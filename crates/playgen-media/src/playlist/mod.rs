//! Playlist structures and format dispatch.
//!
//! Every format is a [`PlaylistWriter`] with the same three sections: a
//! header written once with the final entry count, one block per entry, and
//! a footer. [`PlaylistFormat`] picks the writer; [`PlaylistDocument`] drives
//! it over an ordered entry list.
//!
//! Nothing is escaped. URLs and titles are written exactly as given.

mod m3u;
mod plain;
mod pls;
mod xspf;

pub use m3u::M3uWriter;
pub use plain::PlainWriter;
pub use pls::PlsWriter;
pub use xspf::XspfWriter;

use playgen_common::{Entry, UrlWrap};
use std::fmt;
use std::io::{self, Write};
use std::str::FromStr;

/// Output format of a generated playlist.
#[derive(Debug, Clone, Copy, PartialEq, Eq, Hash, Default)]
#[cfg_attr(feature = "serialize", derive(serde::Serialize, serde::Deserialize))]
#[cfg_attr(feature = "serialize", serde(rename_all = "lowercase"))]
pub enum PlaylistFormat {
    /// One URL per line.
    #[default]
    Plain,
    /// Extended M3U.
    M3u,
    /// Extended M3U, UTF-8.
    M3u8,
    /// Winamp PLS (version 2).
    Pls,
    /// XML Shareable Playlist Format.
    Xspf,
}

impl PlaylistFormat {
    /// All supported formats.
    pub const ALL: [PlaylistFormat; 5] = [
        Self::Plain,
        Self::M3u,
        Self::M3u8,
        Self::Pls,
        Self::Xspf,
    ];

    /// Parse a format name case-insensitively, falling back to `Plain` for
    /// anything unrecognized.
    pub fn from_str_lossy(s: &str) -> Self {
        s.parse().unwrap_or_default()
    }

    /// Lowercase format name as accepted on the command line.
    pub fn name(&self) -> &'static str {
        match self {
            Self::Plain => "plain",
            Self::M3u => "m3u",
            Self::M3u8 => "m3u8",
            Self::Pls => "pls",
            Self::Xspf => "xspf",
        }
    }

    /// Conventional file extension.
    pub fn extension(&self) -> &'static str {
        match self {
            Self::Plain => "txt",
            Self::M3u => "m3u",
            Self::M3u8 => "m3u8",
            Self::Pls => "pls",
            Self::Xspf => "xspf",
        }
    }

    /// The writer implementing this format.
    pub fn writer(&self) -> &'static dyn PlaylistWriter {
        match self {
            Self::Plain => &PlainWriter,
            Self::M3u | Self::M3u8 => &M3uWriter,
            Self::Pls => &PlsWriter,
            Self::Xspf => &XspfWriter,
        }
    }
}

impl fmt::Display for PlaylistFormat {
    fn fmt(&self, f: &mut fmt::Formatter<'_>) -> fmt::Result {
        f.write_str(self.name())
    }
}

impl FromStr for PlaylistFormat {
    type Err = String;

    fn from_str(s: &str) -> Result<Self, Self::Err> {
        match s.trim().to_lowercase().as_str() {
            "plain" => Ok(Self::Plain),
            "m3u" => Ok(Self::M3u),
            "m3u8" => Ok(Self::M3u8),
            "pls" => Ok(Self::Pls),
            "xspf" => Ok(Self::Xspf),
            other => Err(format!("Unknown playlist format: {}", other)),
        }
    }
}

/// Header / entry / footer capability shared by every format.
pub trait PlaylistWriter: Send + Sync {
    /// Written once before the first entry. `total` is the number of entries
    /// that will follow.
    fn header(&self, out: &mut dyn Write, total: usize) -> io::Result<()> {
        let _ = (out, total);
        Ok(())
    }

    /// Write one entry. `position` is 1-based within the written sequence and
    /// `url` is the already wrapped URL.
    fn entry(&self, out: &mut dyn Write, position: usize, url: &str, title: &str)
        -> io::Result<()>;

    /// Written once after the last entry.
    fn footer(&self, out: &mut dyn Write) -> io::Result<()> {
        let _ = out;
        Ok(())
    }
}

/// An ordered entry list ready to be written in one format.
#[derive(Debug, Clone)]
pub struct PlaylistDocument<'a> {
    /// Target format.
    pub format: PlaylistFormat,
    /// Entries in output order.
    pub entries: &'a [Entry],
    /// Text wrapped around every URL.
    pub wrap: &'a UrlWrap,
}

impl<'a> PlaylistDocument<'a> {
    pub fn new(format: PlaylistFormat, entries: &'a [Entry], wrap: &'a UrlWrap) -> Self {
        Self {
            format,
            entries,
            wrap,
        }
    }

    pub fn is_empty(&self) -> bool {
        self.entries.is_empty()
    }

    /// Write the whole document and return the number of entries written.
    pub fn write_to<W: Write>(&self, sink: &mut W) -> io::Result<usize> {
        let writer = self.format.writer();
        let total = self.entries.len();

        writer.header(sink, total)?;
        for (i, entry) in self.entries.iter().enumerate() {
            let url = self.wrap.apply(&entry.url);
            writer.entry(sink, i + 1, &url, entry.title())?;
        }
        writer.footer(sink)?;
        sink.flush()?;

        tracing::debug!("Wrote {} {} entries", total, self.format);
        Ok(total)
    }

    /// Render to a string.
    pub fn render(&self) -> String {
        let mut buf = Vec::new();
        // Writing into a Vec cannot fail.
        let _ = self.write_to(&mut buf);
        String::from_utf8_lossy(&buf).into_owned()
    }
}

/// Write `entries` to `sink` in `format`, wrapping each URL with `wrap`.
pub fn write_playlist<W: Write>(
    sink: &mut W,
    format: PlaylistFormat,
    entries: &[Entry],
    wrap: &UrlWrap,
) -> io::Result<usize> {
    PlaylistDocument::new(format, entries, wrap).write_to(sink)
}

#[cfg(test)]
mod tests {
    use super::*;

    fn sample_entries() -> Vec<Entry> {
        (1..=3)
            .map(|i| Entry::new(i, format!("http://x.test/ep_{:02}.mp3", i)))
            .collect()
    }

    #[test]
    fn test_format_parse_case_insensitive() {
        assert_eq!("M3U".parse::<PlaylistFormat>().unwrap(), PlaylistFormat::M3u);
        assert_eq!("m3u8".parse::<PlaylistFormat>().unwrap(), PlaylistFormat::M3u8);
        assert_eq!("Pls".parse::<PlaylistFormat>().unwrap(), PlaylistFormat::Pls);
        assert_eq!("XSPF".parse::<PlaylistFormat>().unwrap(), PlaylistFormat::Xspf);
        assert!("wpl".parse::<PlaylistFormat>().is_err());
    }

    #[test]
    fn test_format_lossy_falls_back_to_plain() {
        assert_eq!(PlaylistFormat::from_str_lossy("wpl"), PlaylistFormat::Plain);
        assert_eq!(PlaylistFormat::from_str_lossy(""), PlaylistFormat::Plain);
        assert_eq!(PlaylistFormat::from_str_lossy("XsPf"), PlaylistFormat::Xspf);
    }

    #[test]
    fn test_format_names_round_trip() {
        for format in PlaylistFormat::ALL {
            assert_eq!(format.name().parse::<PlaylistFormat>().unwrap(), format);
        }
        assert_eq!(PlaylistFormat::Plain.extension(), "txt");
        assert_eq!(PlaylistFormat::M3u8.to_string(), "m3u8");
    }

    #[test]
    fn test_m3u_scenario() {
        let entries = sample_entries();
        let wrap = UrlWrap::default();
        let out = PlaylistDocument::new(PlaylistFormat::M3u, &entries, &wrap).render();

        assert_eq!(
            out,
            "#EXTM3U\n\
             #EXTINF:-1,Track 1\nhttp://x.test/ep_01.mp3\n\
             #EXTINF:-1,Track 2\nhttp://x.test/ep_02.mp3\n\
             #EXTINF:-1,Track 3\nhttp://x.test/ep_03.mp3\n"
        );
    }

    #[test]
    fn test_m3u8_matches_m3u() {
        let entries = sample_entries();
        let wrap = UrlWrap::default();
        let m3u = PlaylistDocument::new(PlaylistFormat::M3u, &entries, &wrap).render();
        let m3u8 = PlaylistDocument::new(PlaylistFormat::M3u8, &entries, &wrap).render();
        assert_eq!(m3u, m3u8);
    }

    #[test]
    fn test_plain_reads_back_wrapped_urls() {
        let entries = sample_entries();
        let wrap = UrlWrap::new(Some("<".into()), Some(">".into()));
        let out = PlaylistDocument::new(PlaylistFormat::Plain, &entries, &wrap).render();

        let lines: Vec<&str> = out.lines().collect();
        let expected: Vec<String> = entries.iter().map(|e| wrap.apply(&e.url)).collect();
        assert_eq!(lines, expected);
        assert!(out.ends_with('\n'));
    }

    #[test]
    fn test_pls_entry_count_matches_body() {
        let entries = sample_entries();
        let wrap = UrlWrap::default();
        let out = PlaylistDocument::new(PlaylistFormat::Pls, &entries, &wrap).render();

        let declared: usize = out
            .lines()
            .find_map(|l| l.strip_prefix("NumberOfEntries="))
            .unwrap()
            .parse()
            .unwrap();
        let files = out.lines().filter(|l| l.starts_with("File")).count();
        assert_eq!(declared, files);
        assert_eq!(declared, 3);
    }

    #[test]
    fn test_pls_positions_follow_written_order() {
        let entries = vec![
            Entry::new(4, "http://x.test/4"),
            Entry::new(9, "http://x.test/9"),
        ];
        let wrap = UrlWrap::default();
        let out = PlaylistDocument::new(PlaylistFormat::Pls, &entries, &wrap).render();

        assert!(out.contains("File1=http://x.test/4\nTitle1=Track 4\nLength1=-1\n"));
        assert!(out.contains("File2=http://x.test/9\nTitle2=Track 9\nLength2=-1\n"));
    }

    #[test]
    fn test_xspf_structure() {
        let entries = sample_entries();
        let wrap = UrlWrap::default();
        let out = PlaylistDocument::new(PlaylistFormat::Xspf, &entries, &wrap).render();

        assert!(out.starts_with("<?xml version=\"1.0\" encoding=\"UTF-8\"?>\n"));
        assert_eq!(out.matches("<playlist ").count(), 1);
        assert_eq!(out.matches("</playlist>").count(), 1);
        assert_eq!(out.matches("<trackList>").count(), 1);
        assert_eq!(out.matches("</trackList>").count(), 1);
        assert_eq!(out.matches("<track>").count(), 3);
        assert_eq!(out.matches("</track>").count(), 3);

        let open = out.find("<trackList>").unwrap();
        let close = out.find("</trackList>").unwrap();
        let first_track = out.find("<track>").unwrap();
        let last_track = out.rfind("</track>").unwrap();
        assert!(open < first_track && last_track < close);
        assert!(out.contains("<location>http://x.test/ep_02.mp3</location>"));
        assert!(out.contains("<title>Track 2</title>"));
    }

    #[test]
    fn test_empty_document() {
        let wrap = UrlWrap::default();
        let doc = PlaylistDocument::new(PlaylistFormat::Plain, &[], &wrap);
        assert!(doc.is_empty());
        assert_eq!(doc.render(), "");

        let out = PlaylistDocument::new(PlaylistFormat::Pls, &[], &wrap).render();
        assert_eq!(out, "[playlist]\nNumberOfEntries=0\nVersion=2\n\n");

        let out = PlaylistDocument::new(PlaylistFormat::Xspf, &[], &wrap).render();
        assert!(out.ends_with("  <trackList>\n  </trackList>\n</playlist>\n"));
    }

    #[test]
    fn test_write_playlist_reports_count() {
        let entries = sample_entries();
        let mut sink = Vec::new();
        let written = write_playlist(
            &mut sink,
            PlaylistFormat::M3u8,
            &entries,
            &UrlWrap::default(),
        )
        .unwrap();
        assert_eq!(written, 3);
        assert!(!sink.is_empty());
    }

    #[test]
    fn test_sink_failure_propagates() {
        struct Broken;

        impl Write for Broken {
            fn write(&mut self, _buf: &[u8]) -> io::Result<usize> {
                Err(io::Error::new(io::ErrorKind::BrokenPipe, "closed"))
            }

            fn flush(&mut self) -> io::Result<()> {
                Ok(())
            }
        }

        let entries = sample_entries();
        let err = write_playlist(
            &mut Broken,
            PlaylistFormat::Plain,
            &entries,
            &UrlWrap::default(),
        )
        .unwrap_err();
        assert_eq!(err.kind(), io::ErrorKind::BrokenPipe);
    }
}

+ + + + + + +

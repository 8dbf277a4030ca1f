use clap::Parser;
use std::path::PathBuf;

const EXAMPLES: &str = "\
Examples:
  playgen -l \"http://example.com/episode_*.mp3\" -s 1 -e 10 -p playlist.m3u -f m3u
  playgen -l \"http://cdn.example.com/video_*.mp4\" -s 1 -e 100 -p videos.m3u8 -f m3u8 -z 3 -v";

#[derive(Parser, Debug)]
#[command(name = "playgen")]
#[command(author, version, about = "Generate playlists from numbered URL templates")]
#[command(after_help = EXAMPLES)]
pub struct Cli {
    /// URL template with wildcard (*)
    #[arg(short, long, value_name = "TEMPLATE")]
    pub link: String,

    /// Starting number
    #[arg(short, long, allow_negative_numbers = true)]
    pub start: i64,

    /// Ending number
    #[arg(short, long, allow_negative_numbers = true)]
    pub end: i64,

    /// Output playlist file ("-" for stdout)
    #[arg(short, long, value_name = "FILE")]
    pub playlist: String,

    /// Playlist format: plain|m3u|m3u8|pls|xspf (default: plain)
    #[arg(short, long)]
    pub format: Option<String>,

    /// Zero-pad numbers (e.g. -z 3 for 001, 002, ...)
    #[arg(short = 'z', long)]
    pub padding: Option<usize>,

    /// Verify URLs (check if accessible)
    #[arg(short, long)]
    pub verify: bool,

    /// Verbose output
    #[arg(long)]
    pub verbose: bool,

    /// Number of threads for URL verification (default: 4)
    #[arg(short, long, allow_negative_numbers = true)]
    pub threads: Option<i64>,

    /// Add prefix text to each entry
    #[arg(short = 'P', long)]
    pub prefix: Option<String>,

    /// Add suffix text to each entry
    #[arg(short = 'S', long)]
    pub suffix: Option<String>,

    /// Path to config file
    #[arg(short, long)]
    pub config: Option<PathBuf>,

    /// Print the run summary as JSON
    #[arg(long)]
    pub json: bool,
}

+ + + + + + +

**Problem details**
Copy all lines from the data above that contain the word "expected".

**Answer section**
        let expected: Vec<String> = entries.iter().map(|e| wrap.apply(&e.url)).collect();
        assert_eq!(lines, expected);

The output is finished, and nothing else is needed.